**What to produce:**
Take the records below and retype them line by line, from the first line through the one containing "epoch's families failed."; stop there.

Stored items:

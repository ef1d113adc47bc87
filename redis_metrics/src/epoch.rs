//! One generation of scraping: a registry, its collectors and the node loops
//! writing into them.
//!
//! An epoch is started with [`Epoch::start`], which registers every family
//! before any loop runs. [`Epoch::stop`] cancels the loops and waits for all
//! of them to return, producing a [`Stopped`] epoch. Only a stopped epoch can
//! be unregistered or handed over to its successor, so no loop can ever
//! write into families that are no longer live. [`Stopped::hand_over`] swaps
//! the families of both epochs in one step, the exposition always shows
//! exactly one of them.

use std::{sync::Arc, time::Duration};

use redis_metrics_signal::{Broadcaster, RegisterError};
use tokio::task::JoinSet;
use tracing::{info, warn};

use crate::{
    client::Connect,
    collector::{self, Node, Sink},
    config::Config,
    registry::{self, Exposition, Registry},
    scrape::NodeLoop,
};

/// Errors produced by [`Epoch`]
#[derive(thiserror::Error, Debug)]
pub enum Error {
    /// Registration of the epoch's families failed.
    #[error("Failed to register epoch {id}: {source}")]
    Register {
        /// Epoch id
        id: u64,
        /// Underlying sink error
        #[source]
        source: collector::Error,
    },
    /// A node loop could not join the epoch's shutdown signal.
    #[error(transparent)]
    Signal(#[from] RegisterError),
    /// Some family of the epoch was not live when it was unregistered.
    #[error("Epoch {0} was only partially unregistered")]
    Unregister(u64),
}

/// A running epoch.
#[derive(Debug)]
pub struct Epoch<S> {
    id: u64,
    registry: Registry,
    sink: Arc<S>,
    exposition: Arc<Exposition>,
    broadcaster: Broadcaster,
    loops: JoinSet<()>,
}

impl<S: Sink> Epoch<S> {
    /// Build a fresh registry for epoch `id`, bind a sink to it with `build`,
    /// register every family and spawn one loop per node of `config`.
    ///
    /// # Errors
    ///
    /// Fails if the sink's families can't be registered, typically because a
    /// previous epoch is still live. Nothing is spawned in that case.
    pub fn start<C, B>(
        id: u64,
        config: &Config,
        interval: Duration,
        exposition: Arc<Exposition>,
        connector: &C,
        build: B,
    ) -> Result<Self, Error>
    where
        C: Connect,
        B: FnOnce(&Registry) -> S,
    {
        let registry = Registry::new(id);
        let sink = Arc::new(build(&registry));
        sink.register_all(&exposition)
            .map_err(|source| Error::Register { id, source })?;
        Self::launch(id, registry, sink, config, interval, exposition, connector)
    }

    /// Spawn the node loops of an epoch whose families are live.
    fn launch<C: Connect>(
        id: u64,
        registry: Registry,
        sink: Arc<S>,
        config: &Config,
        interval: Duration,
        exposition: Arc<Exposition>,
        connector: &C,
    ) -> Result<Self, Error> {
        let (watcher, broadcaster) = redis_metrics_signal::signal();
        let mut loops = JoinSet::new();
        for spec in config.nodes() {
            if spec.discovery.replicas || spec.discovery.sentinels {
                warn!(node = %spec.name, addr = %spec.address, "Replica and sentinel discovery are not supported, ignoring");
            }
            let node_loop = NodeLoop::new(
                Node::from(spec),
                connector.connect(spec),
                Arc::clone(&sink),
                interval,
                watcher.register()?,
            )
            .discover_masters(spec.discovery.masters);
            loops.spawn(node_loop.run());
        }
        // Only the loops' watchers may hold up `signal_and_wait`.
        drop(watcher);

        info!(epoch = id, nodes = config.len(), ?interval, "Epoch started");
        Ok(Self {
            id,
            registry,
            sink,
            exposition,
            broadcaster,
            loops,
        })
    }

    /// The epoch id.
    #[must_use]
    pub fn id(&self) -> u64 {
        self.id
    }

    /// The registry this epoch writes to.
    #[must_use]
    pub fn registry(&self) -> &Registry {
        &self.registry
    }

    /// Cancel every node loop and wait until all of them have returned.
    pub async fn stop(self) -> Stopped<S> {
        let Self {
            id,
            registry,
            sink,
            exposition,
            broadcaster,
            mut loops,
        } = self;

        info!(epoch = id, peers = broadcaster.peers(), "Stopping epoch");
        broadcaster.signal_and_wait().await;
        while let Some(res) = loops.join_next().await {
            if let Err(err) = res {
                warn!(epoch = id, "Node loop failed: {err}");
            }
        }
        info!(epoch = id, "Epoch drained");

        Stopped {
            id,
            registry,
            sink,
            exposition,
        }
    }
}

/// An epoch whose node loops have all returned.
#[derive(Debug)]
pub struct Stopped<S> {
    id: u64,
    registry: Registry,
    sink: Arc<S>,
    exposition: Arc<Exposition>,
}

impl<S: Sink> Stopped<S> {
    /// The epoch id.
    #[must_use]
    pub fn id(&self) -> u64 {
        self.id
    }

    /// The registry the epoch wrote to.
    #[must_use]
    pub fn registry(&self) -> &Registry {
        &self.registry
    }

    /// Hand the exposition over to a new epoch `id` for `config`: this
    /// epoch's families are replaced by the new epoch's in a single step and
    /// only then are the new node loops spawned.
    ///
    /// # Errors
    ///
    /// Returns [`Error::Unregister`] if some family of this epoch was not
    /// live and [`Error::Register`] if the new families can't be registered.
    /// In both cases neither epoch is live afterwards and nothing is spawned.
    pub fn hand_over<C, B>(
        self,
        id: u64,
        config: &Config,
        interval: Duration,
        connector: &C,
        build: B,
    ) -> Result<Epoch<S>, Error>
    where
        C: Connect,
        B: FnOnce(&Registry) -> S,
    {
        let registry = Registry::new(id);
        let sink = Arc::new(build(&registry));
        match sink.replace(&self.sink, &self.exposition) {
            Ok(()) => {}
            Err(collector::Error::Registry(registry::Error::NotLive(_))) => {
                return Err(Error::Unregister(self.id));
            }
            Err(source) => return Err(Error::Register { id, source }),
        }
        info!(from = self.id, to = id, "Epoch handed over");
        Epoch::launch(
            id,
            registry,
            sink,
            config,
            interval,
            self.exposition,
            connector,
        )
    }

    /// Remove every family of the epoch from the exposition.
    ///
    /// # Errors
    ///
    /// Returns [`Error::Unregister`] if any family was not live. Families
    /// that were live are removed regardless.
    pub fn unregister(self) -> Result<(), Error> {
        if self.sink.unregister_all(&self.exposition) {
            info!(epoch = self.id, "Epoch unregistered");
            Ok(())
        } else {
            Err(Error::Unregister(self.id))
        }
    }
}

#[cfg(test)]
pub(crate) mod tests {
    use std::sync::atomic::{AtomicBool, AtomicUsize, Ordering};

    use async_trait::async_trait;
    use tokio::time;

    use super::*;
    use crate::{
        client::{self, Fetch},
        collector::Collectors,
        config::NodeSpec,
        report::Report,
    };

    /// Connects to nothing. Every node answers with a small report.
    #[derive(Debug, Clone, Default)]
    pub(crate) struct FakeConnector {
        pub(crate) scrapes: Arc<AtomicUsize>,
    }

    #[derive(Debug)]
    pub(crate) struct FakeFetch {
        scrapes: Arc<AtomicUsize>,
    }

    #[async_trait]
    impl Fetch for FakeFetch {
        async fn probe(&mut self) -> bool {
            true
        }

        async fn fetch_report(&mut self) -> Result<String, client::Error> {
            self.scrapes.fetch_add(1, Ordering::SeqCst);
            Ok("connected_clients:1\r\n".to_string())
        }

        async fn sentinel_masters(&mut self) -> Result<Vec<Report>, client::Error> {
            Ok(Vec::new())
        }
    }

    impl Connect for FakeConnector {
        type Fetch = FakeFetch;

        fn connect(&self, _spec: &NodeSpec) -> FakeFetch {
            FakeFetch {
                scrapes: Arc::clone(&self.scrapes),
            }
        }
    }

    pub(crate) fn two_nodes() -> Config {
        Config::from_yaml(
            "standalone:\n  - name: a\n    port: 7001\n  - name: b\n    port: 7002\n",
        )
        .expect("invalid config")
    }

    /// A sink that registers nothing and can be told to fail unregistration.
    #[derive(Debug, Default)]
    struct Leaky {
        lose_families: AtomicBool,
    }

    impl Sink for Leaky {
        fn register_all(&self, _exposition: &Exposition) -> Result<(), collector::Error> {
            Ok(())
        }

        fn unregister_all(&self, _exposition: &Exposition) -> bool {
            !self.lose_families.load(Ordering::SeqCst)
        }

        fn replace(&self, old: &Self, _exposition: &Exposition) -> Result<(), collector::Error> {
            if old.lose_families.load(Ordering::SeqCst) {
                Err(collector::Error::Registry(registry::Error::NotLive(
                    "redis_server_up",
                )))
            } else {
                Ok(())
            }
        }

        fn liveness(&self, _node: &Node, _up: bool) -> Result<(), collector::Error> {
            Ok(())
        }

        fn apply_report(&self, _node: &Node, _report: &Report) -> Result<(), collector::Error> {
            Ok(())
        }

        fn apply_masters(&self, _node: &Node, _masters: &[Report]) -> Result<(), collector::Error> {
            Ok(())
        }
    }

    const INTERVAL: Duration = Duration::from_secs(20);

    #[tokio::test(start_paused = true)]
    async fn restart_with_same_families() {
        let exposition = Arc::new(Exposition::new());
        let connector = FakeConnector::default();
        let config = two_nodes();

        let first = Epoch::start(
            1,
            &config,
            INTERVAL,
            Arc::clone(&exposition),
            &connector,
            Collectors::new,
        )
        .expect("first epoch failed to start");
        assert_eq!(exposition.live_epoch(), Some(1));

        // While the first epoch is live a second one is refused.
        let refused = Epoch::start(
            2,
            &config,
            INTERVAL,
            Arc::clone(&exposition),
            &connector,
            Collectors::new,
        );
        assert!(matches!(refused, Err(Error::Register { id: 2, .. })));
        assert_eq!(exposition.live_epoch(), Some(1));

        first
            .stop()
            .await
            .unregister()
            .expect("unregister failed");
        assert!(exposition.is_empty());

        let second = Epoch::start(
            2,
            &config,
            INTERVAL,
            Arc::clone(&exposition),
            &connector,
            Collectors::new,
        )
        .expect("second epoch failed to start");
        assert_eq!(second.id(), 2);
        assert_eq!(exposition.live_epoch(), Some(2));
        second.stop().await.unregister().expect("unregister failed");
    }

    #[tokio::test(start_paused = true)]
    async fn no_writes_after_stop() {
        let exposition = Arc::new(Exposition::new());
        let connector = FakeConnector::default();

        let epoch = Epoch::start(
            1,
            &two_nodes(),
            INTERVAL,
            Arc::clone(&exposition),
            &connector,
            Collectors::new,
        )
        .expect("epoch failed to start");
        time::sleep(Duration::from_secs(30)).await;
        let stopped = epoch.stop().await;

        // Two nodes, iterations at 0 and 20 seconds.
        assert_eq!(connector.scrapes.load(Ordering::SeqCst), 4);
        let rendered = exposition.render();
        time::sleep(Duration::from_secs(600)).await;
        assert_eq!(connector.scrapes.load(Ordering::SeqCst), 4);
        assert_eq!(exposition.render(), rendered);

        stopped.unregister().expect("unregister failed");
    }

    #[tokio::test(start_paused = true)]
    async fn hand_over_keeps_one_epoch_live() {
        let exposition = Arc::new(Exposition::new());
        let connector = FakeConnector::default();

        let first = Epoch::start(
            1,
            &two_nodes(),
            INTERVAL,
            Arc::clone(&exposition),
            &connector,
            Collectors::new,
        )
        .expect("first epoch failed to start");
        let families = exposition.len();
        time::sleep(Duration::from_secs(1)).await;

        let stopped = first.stop().await;
        // Stopped but not yet replaced, the old families are still served.
        assert_eq!(exposition.live_epoch(), Some(1));
        assert_eq!(exposition.len(), families);

        let second = stopped
            .hand_over(2, &two_nodes(), INTERVAL, &connector, Collectors::new)
            .expect("hand over failed");
        assert_eq!(second.id(), 2);
        assert_eq!(exposition.live_epoch(), Some(2));
        assert_eq!(exposition.len(), families);

        time::sleep(Duration::from_secs(1)).await;
        assert_eq!(connector.scrapes.load(Ordering::SeqCst), 4);
        second.stop().await.unregister().expect("unregister failed");
        assert!(exposition.is_empty());
    }

    #[tokio::test]
    async fn hand_over_from_lost_families_is_an_error() {
        let exposition = Arc::new(Exposition::new());
        let epoch = Epoch::start(
            3,
            &Config::default(),
            INTERVAL,
            exposition,
            &FakeConnector::default(),
            |_: &Registry| Leaky::default(),
        )
        .expect("epoch failed to start");
        epoch.sink.lose_families.store(true, Ordering::SeqCst);

        let res = epoch.stop().await.hand_over(
            4,
            &Config::default(),
            INTERVAL,
            &FakeConnector::default(),
            |_: &Registry| Leaky::default(),
        );
        assert!(matches!(res, Err(Error::Unregister(3))));
    }

    #[tokio::test]
    async fn partial_unregister_is_an_error() {
        let exposition = Arc::new(Exposition::new());
        let epoch = Epoch::start(
            5,
            &Config::default(),
            INTERVAL,
            exposition,
            &FakeConnector::default(),
            |_: &Registry| Leaky::default(),
        )
        .expect("epoch failed to start");
        epoch.sink.lose_families.store(true, Ordering::SeqCst);

        let stopped = epoch.stop().await;
        assert_eq!(stopped.id(), 5);
        assert!(matches!(stopped.unregister(), Err(Error::Unregister(5))));
    }
}
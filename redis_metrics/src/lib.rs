//! Redis and Sentinel INFO exporter.
//!
//! This library supports the `redis-metrics` binary found elsewhere in this
//! project. Each node named in the configuration is scraped on its own loop,
//! its INFO report parsed and mapped onto Prometheus families that are served
//! over HTTP. Configuration reloads replace the whole set of loops and
//! families at once, see [`controller`].

#![deny(clippy::all)]
#![deny(clippy::cargo)]
#![deny(clippy::pedantic)]
#![deny(clippy::print_stdout)]
#![deny(clippy::print_stderr)]
#![deny(clippy::dbg_macro)]
#![deny(unused_extern_crates)]
#![deny(unused_allocation)]
#![deny(unused_assignments)]
#![deny(unused_comparisons)]
#![warn(unreachable_pub)]
#![deny(missing_docs)]
#![warn(missing_copy_implementations)]
#![deny(missing_debug_implementations)]
#![allow(clippy::cast_precision_loss)]
#![allow(clippy::multiple_crate_versions)]

pub mod client;
pub mod collector;
pub mod config;
pub mod controller;
pub mod epoch;
pub mod registry;
pub mod reload;
pub mod report;
pub mod scrape;
pub mod server;
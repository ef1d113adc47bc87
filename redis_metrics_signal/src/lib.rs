//! Drained cancellation for scrape epochs.
//!
//! A scrape epoch runs one task per monitored node and must be able to stop
//! all of them and then know, without polling, that every one has returned.
//! This crate provides that as a pair: a single `Broadcaster` owned by the
//! epoch and any number of `Watcher` instances held by the node tasks.
//!
//! A `Watcher` observes cancellation between iterations with
//! [`Watcher::is_signaled`] or waits for it with [`Watcher::recv`]. A
//! registered `Watcher` counts as a peer until it is dropped, so
//! [`Broadcaster::signal_and_wait`] returns only once every task holding one
//! has finished. The signal is a one-time event; each epoch gets a fresh pair.

use std::sync::{
    Arc,
    atomic::{AtomicU32, Ordering},
};

use tokio::sync::{
    Notify,
    broadcast::{self, error},
};
use tracing::debug;

/// Construct a `Watcher` and `Broadcaster` pair.
///
/// The returned `Watcher` is registered. Callers that only use it to derive
/// further watchers must drop it, otherwise `signal_and_wait` will wait on it.
#[must_use]
pub fn signal() -> (Watcher, Broadcaster) {
    let (sender, receiver) = broadcast::channel(1);
    let peers = Arc::new(AtomicU32::new(1));
    let notify = Arc::new(Notify::new());

    let w = Watcher {
        peers: Arc::clone(&peers),
        receiver,
        signal_received: false,
        notify: Arc::clone(&notify),
        departed: false,
        registered: true,
    };

    let b = Broadcaster {
        peers,
        sender,
        notify,
    };

    (w, b)
}

#[derive(Debug)]
/// Mechanism to notify one or more `Watcher` instances that cancellation has
/// been requested.
pub struct Broadcaster {
    /// The number of registered `Watcher` instances still alive.
    peers: Arc<AtomicU32>,
    /// Dropping this closes the channel, which every `Watcher` observes.
    sender: broadcast::Sender<()>,
    /// Woken each time a registered `Watcher` departs.
    notify: Arc<Notify>,
}

impl Broadcaster {
    /// Send the signal to all `Watcher` instances without waiting for them.
    pub fn signal(self) {
        drop(self.sender);
    }

    /// Send the signal to all `Watcher` instances and wait until every
    /// registered `Watcher` has been dropped.
    pub async fn signal_and_wait(self) {
        drop(self.sender);

        // Register for notification before checking the count. Checking first
        // would let a departing peer notify between the check and the
        // registration, and the wakeup would be lost.
        loop {
            let notified = self.notify.notified();

            let peers = self.peers.load(Ordering::SeqCst);
            if peers == 0 {
                break;
            }
            debug!("Waiting for {peers} peers to drain");

            notified.await;
        }
    }

    /// The number of registered `Watcher` instances that have not yet been
    /// dropped.
    #[must_use]
    pub fn peers(&self) -> u32 {
        self.peers.load(Ordering::SeqCst)
    }
}

/// Errors for `Watcher::register`.
#[derive(thiserror::Error, Debug, Clone, Copy)]
pub enum RegisterError {
    /// The signal has been received and yet `register` was called.
    #[error("signal has been received")]
    SignalReceived,
}

#[derive(Debug)]
/// Mechanism to watch for cancellation of the epoch a task belongs to.
pub struct Watcher {
    /// Set once the signal is observed, so later checks need no
    /// synchronization.
    signal_received: bool,
    /// Whether this instance has already decremented the peer count.
    departed: bool,
    /// Shared count of registered, live `Watcher` instances.
    peers: Arc<AtomicU32>,
    /// Closed by the `Broadcaster` to deliver the signal.
    receiver: broadcast::Receiver<()>,
    /// Woken on departure so `signal_and_wait` can re-check the count.
    notify: Arc<Notify>,
    /// Whether `signal_and_wait` waits for this instance to be dropped.
    registered: bool,
}

impl Watcher {
    /// Decrease the peer count in the `Broadcaster`, allowing it to unblock if
    /// it is waiting in `signal_and_wait`.
    fn depart(&mut self) {
        if !self.registered || self.departed {
            return;
        }

        // `fetch_sub` would wrap at zero.
        let mut old = self.peers.load(Ordering::Relaxed);
        while old > 0 {
            match self.peers.compare_exchange_weak(
                old,
                old - 1,
                Ordering::SeqCst,
                Ordering::Relaxed,
            ) {
                Ok(_) => {
                    self.notify.notify_waiters();
                    break;
                }
                Err(x) => old = x,
            }
        }
        self.departed = true;
    }

    /// Wait for the signal. Returns immediately if it was already observed.
    ///
    /// This function is cancel safe and does not consume the `Watcher`: it may
    /// be used as one arm of a `select!` on every loop iteration. The peer is
    /// released only when the `Watcher` is dropped.
    pub async fn recv(&mut self) {
        if self.signal_received {
            return;
        }

        // Nothing is ever sent on the channel, it is only closed. A lag can't
        // happen and would still mean the sender is gone.
        match self.receiver.recv().await {
            Ok(()) | Err(error::RecvError::Closed | error::RecvError::Lagged(_)) => {
                self.signal_received = true;
            }
        }
    }

    /// Check, without blocking, whether the signal has been sent.
    ///
    /// Once this returns `true` it returns `true` on every later call.
    pub fn is_signaled(&mut self) -> bool {
        if self.signal_received {
            return true;
        }

        match self.receiver.try_recv() {
            Ok(()) | Err(error::TryRecvError::Closed | error::TryRecvError::Lagged(_)) => {
                self.signal_received = true;
                true
            }
            Err(error::TryRecvError::Empty) => false,
        }
    }

    /// Register with the `Broadcaster`, returning a new instance of `Watcher`
    /// that `signal_and_wait` will wait on.
    ///
    /// # Errors
    ///
    /// Returns `RegisterError::SignalReceived` if this watcher has already
    /// observed the signal. Tasks must not join an epoch that is stopping.
    pub fn register(&self) -> Result<Self, RegisterError> {
        if self.signal_received {
            return Err(RegisterError::SignalReceived);
        }

        self.peers.fetch_add(1, Ordering::SeqCst);

        Ok(Self {
            peers: Arc::clone(&self.peers),
            receiver: self.receiver.resubscribe(),
            signal_received: false,
            notify: Arc::clone(&self.notify),
            departed: false,
            registered: true,
        })
    }
}

impl Drop for Watcher {
    fn drop(&mut self) {
        self.depart();
    }
}

impl Clone for Watcher {
    /// Clones are unregistered: `signal_and_wait` does not wait for them.
    fn clone(&self) -> Self {
        Self {
            peers: Arc::clone(&self.peers),
            receiver: self.receiver.resubscribe(),
            signal_received: self.signal_received,
            notify: Arc::clone(&self.notify),
            departed: false,
            registered: false,
        }
    }
}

**Response for this exercise:**
repository ef1d113adc47bc87
filename redis_metrics/src/epoch.rs
//! One generation of scraping: a registry, its collectors and the node loops
//! writing into them.
//!
//! An epoch is started with [`Epoch::start`], which registers every family
//! before any loop runs. [`Epoch::stop`] cancels the loops and waits for all
//! of them to return, producing a [`Stopped`] epoch. Only a stopped epoch can
//! be unregistered or handed over to its successor, so no loop can ever
//! write into families that are no longer live. [`Stopped::hand_over`] swaps
//! the families of both epochs in one step, the exposition always shows
//! exactly one of them.

use std::{sync::Arc, time::Duration};

use redis_metrics_signal::{Broadcaster, RegisterError};
use tokio::task::JoinSet;
use tracing::{info, warn};

use crate::{
    client::Connect,
    collector::{self, Node, Sink},
    config::Config,
    registry::{self, Exposition, Registry},
    scrape::NodeLoop,
};

/// Errors produced by [`Epoch`]
#[derive(thiserror::Error, Debug)]
pub enum Error {
    /// Registration of the epoch's families failed.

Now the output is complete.